▶ [Exercise prompt] Report every line in the records below that holds the word "pipes".

▶ [Given records]

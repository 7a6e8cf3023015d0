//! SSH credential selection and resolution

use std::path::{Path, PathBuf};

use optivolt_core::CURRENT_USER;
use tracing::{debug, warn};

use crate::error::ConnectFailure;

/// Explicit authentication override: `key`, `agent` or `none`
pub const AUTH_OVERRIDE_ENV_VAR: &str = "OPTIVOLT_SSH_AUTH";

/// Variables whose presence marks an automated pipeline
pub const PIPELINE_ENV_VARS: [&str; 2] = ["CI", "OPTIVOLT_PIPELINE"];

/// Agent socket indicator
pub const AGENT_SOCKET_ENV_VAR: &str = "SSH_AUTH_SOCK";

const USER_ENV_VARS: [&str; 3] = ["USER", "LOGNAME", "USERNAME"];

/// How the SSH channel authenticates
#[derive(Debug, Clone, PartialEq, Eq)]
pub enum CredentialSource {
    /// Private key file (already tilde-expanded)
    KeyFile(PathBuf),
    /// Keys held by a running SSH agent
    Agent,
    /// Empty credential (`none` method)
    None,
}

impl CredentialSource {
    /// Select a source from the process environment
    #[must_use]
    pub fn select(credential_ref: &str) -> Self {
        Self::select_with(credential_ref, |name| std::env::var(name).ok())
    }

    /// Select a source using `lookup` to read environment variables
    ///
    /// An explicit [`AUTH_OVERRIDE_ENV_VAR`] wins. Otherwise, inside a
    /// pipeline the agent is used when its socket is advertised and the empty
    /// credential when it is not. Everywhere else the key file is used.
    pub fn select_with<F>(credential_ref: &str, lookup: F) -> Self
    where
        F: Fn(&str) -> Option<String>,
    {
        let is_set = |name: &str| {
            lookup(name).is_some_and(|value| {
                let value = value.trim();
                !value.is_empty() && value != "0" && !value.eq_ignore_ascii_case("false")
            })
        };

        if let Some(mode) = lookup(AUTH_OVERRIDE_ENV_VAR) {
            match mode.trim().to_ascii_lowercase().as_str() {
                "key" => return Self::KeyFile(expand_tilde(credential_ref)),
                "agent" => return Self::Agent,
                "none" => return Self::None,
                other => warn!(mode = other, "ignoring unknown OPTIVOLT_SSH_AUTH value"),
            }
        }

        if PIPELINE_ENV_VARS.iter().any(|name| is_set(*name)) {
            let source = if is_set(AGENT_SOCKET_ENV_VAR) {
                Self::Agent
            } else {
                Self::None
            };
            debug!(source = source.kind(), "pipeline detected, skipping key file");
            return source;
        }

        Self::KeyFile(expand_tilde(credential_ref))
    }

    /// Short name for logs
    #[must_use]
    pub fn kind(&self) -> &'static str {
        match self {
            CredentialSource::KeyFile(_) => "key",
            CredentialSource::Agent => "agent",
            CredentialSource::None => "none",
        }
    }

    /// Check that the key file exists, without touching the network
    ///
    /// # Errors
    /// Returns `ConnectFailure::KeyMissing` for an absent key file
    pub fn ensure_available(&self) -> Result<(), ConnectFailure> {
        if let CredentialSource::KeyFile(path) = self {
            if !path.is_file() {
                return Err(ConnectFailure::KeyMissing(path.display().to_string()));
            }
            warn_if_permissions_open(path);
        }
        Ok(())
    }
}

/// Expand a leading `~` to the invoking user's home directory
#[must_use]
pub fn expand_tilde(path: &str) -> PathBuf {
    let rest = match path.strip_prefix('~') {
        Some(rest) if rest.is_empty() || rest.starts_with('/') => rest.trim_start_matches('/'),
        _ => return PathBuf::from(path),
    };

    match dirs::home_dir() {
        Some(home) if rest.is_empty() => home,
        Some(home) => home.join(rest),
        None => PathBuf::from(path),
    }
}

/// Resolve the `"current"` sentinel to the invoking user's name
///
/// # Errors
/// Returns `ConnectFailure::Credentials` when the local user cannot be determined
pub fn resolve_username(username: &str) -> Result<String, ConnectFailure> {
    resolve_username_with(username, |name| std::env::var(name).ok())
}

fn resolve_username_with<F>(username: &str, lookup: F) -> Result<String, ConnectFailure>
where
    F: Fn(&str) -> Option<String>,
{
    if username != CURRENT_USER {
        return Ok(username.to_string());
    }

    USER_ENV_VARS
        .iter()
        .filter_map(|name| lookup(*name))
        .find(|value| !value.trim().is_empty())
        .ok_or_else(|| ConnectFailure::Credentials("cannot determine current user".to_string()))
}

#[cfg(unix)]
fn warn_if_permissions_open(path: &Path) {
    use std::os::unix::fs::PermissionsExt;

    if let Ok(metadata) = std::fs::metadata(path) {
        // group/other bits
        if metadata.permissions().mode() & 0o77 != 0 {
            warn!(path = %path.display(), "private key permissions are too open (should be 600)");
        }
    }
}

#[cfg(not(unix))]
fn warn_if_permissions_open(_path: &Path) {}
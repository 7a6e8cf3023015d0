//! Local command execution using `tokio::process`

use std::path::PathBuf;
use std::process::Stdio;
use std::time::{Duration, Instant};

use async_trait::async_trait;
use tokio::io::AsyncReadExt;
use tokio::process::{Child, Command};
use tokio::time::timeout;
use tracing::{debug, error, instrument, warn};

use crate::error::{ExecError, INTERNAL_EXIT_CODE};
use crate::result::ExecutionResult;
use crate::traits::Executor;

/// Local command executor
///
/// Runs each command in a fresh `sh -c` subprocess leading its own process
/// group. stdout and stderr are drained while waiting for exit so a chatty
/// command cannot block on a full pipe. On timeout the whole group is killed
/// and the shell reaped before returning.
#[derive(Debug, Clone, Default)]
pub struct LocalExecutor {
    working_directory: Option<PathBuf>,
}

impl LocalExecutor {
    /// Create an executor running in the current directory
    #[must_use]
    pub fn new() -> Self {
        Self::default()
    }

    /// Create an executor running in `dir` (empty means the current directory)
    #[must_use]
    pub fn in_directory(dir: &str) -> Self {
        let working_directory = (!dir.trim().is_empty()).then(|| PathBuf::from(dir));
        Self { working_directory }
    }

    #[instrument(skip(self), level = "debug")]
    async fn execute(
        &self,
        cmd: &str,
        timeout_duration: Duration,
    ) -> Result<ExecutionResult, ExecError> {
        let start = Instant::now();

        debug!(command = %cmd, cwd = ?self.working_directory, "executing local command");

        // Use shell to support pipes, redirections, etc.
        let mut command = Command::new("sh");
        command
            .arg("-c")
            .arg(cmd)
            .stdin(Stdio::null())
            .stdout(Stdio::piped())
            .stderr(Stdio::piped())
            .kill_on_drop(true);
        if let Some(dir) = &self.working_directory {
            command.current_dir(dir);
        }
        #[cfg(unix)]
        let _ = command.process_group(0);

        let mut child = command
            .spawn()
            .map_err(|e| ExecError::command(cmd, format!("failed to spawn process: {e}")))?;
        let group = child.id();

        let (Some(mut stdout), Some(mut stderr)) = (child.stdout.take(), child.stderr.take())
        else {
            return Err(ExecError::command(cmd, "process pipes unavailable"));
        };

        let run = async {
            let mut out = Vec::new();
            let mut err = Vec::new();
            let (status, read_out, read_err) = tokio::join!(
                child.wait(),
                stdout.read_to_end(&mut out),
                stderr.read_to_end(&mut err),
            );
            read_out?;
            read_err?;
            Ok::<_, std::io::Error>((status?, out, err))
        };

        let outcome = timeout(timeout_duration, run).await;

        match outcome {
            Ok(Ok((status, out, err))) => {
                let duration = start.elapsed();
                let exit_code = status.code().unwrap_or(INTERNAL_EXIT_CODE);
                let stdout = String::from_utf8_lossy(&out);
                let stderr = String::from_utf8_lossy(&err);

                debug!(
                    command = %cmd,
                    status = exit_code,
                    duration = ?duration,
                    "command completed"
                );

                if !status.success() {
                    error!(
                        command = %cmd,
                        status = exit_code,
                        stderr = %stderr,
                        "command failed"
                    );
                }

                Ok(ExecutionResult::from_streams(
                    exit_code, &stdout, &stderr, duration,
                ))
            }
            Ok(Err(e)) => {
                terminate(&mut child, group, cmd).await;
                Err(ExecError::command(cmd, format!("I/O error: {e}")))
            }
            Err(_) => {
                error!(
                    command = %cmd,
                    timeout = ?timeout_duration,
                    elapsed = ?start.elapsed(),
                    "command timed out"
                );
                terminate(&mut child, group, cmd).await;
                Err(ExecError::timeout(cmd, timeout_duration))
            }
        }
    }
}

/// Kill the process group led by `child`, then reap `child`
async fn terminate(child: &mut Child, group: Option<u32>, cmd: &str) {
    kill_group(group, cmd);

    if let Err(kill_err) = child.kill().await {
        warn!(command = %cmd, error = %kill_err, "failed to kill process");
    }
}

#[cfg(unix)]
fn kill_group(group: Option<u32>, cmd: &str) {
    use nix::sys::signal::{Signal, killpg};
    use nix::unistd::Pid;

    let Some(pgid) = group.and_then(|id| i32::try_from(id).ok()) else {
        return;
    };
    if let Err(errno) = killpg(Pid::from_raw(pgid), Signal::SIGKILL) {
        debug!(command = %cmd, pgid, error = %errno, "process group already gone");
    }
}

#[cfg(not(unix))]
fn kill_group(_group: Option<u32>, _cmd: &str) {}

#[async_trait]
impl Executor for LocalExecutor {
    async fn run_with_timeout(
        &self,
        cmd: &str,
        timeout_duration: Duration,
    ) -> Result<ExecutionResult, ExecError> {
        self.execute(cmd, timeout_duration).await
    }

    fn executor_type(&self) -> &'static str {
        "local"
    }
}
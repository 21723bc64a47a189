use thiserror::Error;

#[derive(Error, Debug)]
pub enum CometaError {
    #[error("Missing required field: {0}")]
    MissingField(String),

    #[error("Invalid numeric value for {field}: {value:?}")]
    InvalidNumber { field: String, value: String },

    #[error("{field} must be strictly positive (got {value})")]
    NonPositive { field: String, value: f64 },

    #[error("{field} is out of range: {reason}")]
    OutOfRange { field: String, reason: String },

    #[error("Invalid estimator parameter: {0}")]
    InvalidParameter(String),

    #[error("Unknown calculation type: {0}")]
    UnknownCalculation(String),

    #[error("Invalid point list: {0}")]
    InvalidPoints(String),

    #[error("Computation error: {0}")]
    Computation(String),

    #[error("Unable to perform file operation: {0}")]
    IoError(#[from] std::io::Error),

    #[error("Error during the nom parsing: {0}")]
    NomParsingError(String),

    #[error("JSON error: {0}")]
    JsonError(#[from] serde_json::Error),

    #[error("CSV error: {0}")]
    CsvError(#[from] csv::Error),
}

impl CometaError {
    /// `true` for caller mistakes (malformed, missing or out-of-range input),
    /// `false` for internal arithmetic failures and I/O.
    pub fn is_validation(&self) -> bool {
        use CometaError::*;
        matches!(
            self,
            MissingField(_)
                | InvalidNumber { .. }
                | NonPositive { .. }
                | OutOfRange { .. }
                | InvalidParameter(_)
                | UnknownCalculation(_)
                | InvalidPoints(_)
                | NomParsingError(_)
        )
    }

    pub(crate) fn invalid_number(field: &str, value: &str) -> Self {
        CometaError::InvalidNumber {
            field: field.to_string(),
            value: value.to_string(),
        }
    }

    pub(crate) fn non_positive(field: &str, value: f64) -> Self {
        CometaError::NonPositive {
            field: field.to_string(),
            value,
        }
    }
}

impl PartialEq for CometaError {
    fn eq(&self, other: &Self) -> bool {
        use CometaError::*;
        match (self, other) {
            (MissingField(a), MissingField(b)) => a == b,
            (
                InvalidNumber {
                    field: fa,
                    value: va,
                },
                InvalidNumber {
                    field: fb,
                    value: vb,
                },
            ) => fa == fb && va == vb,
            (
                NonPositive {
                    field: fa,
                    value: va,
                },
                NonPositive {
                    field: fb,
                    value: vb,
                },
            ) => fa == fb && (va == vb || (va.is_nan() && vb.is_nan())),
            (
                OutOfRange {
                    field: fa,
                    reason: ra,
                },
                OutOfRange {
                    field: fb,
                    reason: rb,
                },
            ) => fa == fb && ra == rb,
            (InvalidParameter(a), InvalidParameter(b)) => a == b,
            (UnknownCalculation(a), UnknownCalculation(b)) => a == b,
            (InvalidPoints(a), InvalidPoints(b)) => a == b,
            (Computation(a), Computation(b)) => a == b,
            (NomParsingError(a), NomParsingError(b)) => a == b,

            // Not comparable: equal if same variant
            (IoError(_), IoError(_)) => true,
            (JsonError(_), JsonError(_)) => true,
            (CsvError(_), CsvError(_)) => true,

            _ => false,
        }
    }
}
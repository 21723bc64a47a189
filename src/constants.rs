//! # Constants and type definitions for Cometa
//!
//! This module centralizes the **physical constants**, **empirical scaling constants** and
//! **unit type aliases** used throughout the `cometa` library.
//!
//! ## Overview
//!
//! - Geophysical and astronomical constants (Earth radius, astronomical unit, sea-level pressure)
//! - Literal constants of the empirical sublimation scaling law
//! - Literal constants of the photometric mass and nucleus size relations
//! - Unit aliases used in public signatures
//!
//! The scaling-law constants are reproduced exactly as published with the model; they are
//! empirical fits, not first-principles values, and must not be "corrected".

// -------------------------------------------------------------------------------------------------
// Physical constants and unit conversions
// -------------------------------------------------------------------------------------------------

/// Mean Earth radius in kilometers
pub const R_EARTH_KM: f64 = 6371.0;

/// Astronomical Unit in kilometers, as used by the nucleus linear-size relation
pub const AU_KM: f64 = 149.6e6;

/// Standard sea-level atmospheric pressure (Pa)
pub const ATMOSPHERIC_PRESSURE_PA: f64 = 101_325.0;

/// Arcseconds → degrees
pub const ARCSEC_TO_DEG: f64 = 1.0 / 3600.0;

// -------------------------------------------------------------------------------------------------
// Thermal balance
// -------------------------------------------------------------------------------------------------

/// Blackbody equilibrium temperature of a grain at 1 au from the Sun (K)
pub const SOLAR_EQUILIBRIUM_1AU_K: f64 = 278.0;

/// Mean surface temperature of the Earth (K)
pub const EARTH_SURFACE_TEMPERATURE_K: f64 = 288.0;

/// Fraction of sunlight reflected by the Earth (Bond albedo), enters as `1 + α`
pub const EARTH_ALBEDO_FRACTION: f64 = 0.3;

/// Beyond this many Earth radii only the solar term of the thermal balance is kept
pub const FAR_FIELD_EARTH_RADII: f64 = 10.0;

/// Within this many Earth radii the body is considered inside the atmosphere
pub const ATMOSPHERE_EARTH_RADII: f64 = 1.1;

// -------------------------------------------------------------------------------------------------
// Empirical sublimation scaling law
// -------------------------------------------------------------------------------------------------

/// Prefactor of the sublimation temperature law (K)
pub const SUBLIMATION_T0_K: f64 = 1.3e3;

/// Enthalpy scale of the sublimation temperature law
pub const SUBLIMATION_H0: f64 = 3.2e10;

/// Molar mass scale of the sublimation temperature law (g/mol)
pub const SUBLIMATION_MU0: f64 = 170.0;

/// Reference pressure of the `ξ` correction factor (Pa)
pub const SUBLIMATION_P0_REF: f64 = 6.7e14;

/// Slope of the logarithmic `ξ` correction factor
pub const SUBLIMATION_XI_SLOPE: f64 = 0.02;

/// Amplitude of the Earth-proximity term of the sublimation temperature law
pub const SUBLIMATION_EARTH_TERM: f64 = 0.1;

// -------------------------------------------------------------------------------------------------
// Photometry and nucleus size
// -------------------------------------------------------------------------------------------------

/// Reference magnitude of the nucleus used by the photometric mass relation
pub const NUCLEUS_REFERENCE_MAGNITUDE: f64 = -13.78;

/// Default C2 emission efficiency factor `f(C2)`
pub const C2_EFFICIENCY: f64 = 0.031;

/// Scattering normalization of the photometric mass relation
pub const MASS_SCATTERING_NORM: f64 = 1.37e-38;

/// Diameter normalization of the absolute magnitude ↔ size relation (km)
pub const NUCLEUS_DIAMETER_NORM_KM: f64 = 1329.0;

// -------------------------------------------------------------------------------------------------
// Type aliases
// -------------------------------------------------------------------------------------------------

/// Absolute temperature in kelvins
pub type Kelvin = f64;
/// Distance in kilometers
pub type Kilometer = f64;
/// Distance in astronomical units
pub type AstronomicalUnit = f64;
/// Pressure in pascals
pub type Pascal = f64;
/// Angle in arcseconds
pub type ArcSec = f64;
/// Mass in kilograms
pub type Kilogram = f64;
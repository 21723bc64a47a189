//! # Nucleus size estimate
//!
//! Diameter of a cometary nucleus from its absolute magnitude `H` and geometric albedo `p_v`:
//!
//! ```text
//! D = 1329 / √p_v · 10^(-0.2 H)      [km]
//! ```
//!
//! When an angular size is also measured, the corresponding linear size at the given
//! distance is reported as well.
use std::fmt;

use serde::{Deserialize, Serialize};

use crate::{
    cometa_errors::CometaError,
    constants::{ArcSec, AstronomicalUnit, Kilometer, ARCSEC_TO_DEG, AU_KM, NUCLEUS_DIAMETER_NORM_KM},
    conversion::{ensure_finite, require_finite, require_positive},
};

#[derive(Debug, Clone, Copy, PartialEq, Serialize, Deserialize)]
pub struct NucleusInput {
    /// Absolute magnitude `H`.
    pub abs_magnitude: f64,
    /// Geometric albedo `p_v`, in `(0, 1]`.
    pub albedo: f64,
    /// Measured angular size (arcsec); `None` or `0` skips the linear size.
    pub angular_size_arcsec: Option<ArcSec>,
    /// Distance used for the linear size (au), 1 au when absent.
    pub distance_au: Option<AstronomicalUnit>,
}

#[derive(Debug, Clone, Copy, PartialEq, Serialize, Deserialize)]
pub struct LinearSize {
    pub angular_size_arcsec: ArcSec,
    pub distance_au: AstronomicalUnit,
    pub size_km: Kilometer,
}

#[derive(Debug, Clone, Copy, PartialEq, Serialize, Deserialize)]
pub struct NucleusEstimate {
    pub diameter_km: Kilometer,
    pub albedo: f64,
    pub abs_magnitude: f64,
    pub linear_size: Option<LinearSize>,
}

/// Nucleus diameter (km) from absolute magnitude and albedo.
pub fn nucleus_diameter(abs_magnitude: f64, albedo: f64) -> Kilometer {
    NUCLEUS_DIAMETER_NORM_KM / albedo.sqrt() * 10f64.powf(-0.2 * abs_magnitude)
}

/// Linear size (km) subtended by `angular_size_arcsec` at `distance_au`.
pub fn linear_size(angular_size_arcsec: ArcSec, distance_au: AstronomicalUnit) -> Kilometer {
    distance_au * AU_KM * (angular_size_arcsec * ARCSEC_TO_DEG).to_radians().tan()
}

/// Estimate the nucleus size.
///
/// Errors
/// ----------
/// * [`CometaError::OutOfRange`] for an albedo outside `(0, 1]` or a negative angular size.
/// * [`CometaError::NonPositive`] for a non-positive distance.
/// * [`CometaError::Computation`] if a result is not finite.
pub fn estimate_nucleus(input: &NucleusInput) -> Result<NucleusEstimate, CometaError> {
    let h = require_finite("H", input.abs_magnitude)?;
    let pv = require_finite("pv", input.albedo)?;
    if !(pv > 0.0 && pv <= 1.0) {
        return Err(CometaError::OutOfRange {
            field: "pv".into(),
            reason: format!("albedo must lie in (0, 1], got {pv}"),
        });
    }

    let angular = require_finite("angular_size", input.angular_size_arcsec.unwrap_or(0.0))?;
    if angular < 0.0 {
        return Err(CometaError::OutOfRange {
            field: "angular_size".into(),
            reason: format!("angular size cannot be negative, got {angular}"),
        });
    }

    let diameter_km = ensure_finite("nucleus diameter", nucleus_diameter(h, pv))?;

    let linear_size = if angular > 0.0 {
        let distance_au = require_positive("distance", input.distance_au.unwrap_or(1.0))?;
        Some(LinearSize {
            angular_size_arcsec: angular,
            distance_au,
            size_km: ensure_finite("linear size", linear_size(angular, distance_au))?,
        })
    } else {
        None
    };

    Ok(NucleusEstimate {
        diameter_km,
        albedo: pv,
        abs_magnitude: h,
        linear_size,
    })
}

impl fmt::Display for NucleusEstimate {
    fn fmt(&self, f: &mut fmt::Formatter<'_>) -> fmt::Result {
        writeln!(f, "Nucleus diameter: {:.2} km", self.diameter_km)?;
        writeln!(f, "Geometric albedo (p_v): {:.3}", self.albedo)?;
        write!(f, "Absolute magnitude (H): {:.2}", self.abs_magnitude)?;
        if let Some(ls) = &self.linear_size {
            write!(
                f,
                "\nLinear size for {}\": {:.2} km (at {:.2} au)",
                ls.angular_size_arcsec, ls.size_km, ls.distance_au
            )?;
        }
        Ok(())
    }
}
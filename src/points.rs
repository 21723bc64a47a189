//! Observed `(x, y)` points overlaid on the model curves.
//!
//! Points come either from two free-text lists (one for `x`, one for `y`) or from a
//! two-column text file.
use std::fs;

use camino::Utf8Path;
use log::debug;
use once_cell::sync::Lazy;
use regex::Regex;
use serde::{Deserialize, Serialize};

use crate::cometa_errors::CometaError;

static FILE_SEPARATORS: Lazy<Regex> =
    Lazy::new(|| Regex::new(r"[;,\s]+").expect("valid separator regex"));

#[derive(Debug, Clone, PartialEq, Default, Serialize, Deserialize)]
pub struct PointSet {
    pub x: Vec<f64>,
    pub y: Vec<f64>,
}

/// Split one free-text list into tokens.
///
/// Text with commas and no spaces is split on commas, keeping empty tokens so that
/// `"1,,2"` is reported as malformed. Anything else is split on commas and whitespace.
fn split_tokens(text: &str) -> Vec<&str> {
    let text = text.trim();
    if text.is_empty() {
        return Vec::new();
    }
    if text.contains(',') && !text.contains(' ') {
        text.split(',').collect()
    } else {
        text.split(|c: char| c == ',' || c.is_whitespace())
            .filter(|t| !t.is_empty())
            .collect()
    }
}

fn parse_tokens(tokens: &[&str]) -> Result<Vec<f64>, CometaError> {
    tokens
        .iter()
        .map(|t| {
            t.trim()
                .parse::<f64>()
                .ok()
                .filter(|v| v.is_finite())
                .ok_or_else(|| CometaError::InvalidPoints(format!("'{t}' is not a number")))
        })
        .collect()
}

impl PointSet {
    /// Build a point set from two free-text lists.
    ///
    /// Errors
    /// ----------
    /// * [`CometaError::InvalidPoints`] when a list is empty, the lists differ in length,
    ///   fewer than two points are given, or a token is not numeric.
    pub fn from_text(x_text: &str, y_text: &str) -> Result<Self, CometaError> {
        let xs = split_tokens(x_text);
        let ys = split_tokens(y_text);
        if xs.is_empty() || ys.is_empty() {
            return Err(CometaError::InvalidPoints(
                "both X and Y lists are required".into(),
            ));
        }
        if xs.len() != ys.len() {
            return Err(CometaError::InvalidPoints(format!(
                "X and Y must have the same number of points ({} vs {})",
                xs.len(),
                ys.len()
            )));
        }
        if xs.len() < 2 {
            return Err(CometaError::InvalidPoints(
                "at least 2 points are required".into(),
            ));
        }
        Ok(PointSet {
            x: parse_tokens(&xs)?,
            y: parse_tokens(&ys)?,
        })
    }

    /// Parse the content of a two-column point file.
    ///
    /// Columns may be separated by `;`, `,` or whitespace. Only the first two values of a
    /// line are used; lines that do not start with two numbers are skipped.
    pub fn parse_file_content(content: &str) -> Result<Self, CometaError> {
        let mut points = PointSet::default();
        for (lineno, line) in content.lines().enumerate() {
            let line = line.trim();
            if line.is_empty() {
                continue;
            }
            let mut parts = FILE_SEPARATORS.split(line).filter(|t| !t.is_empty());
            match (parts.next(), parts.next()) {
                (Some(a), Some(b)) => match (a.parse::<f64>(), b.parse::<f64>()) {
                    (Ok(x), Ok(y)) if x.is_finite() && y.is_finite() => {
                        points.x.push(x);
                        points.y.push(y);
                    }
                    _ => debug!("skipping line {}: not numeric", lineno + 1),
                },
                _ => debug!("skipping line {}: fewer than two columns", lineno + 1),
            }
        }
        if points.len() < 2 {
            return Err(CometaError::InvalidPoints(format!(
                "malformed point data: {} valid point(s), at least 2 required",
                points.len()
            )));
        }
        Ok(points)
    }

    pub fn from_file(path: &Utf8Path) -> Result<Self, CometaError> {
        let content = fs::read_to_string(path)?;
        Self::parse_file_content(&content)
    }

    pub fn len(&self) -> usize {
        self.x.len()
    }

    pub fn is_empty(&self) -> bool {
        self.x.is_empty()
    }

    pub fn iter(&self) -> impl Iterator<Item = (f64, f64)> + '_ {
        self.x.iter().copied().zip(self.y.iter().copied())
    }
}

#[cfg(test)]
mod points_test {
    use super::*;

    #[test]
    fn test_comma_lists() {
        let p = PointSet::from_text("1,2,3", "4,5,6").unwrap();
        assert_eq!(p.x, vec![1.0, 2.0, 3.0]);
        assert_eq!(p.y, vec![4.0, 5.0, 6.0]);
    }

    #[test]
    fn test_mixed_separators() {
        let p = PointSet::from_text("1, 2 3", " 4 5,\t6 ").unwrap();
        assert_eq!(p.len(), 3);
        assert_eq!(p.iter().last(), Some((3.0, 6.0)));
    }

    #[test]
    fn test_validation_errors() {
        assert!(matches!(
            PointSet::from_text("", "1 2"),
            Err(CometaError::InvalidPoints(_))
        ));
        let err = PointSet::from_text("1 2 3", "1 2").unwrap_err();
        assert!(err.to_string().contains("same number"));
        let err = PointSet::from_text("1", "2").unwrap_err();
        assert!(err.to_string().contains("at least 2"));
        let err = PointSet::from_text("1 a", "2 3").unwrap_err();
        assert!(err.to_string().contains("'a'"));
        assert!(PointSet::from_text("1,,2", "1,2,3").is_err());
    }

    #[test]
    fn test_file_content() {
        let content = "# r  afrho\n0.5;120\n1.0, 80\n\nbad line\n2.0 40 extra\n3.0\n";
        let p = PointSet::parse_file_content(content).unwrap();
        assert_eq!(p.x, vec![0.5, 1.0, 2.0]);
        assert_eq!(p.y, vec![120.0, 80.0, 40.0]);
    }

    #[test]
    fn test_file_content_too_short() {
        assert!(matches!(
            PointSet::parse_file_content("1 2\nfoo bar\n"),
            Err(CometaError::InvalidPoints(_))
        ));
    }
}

▶ [Answer to this problem]
        // Use shell to support pipes, redirections, etc.
            return Err(ExecError::command(cmd, "process pipes unavailable"));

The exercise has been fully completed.